# [Your goal]
Everything in the listing must be repeated word for word.

# [Material for the task]
mod generator;
mod machine;
mod program;
mod value;

use thiserror::Error;

use crate::console::Console;
use crate::config::VmConfig;
use crate::types::{Address, Cell};

pub use self::generator::CodeGenerator;
pub use self::machine::{CancelToken, Halt, State, VirtualMachine};
pub use self::program::{Alloc, Instruction, ListingError, Opcode, Program};
pub use self::value::{InputType, Value};

/// Conditions that stop a running machine.
#[derive(Debug, Error, Clone, PartialEq, Eq)]
pub enum RuntimeFault {
    #[error("stack underflow")]
    StackUnderflow,

    #[error("cell {cell} is outside memory of {size} cells")]
    CellOutOfRange { cell: Cell, size: usize },

    #[error("'{0}' is not a memory address")]
    InvalidAddress(String),

    #[error("invalid operand '{operand}' for {opcode}")]
    InvalidOperand { opcode: String, operand: String },

    #[error("'{0}' is not a number")]
    NotNumeric(String),

    #[error("jump to address {0}")]
    JumpOutOfRange(Address),

    #[error("unknown opcode {0}")]
    UnknownOpcode(String),

    #[error("input closed")]
    InputClosed,

    #[error("execution cancelled")]
    Cancelled,
}

pub type Result<T> = std::result::Result<T, RuntimeFault>;

/// Runs `program` to completion against `console`.
pub fn run<C>(program: Program, config: VmConfig, console: &mut C) -> Halt
where
    C: Console + ?Sized,
{
    VirtualMachine::new(program, config).run(console)
}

# [Task answer]
mod generator;
mod machine;
mod program;
mod value;

use thiserror::Error;

use crate::console::Console;
use crate::config::VmConfig;
use crate::types::{Address, Cell};

pub use self::generator::CodeGenerator;
pub use self::machine::{CancelToken, Halt, State, VirtualMachine};
pub use self::program::{Alloc, Instruction, ListingError, Opcode, Program};
pub use self::value::{InputType, Value};

/// Conditions that stop a running machine.
#[derive(Debug, Error, Clone, PartialEq, Eq)]
pub enum RuntimeFault {
    #[error("stack underflow")]
    StackUnderflow,

    #[error("cell {cell} is outside memory of {size} cells")]
    CellOutOfRange { cell: Cell, size: usize },

    #[error("'{0}' is not a memory address")]
    InvalidAddress(String),

    #[error("invalid operand '{operand}' for {opcode}")]
    InvalidOperand { opcode: String, operand: String },

    #[error("'{0}' is not a number")]
    NotNumeric(String),

    #[error("jump to address {0}")]
    JumpOutOfRange(Address),

    #[error("unknown opcode {0}")]
    UnknownOpcode(String),

    #[error("input closed")]
    InputClosed,

    #[error("execution cancelled")]
    Cancelled,
}

pub type Result<T> = std::result::Result<T, RuntimeFault>;

/// Runs `program` to completion against `console`.
pub fn run<C>(program: Program, config: VmConfig, console: &mut C) -> Halt
where
    C: Console + ?Sized,
{
    VirtualMachine::new(program, config).run(console)
}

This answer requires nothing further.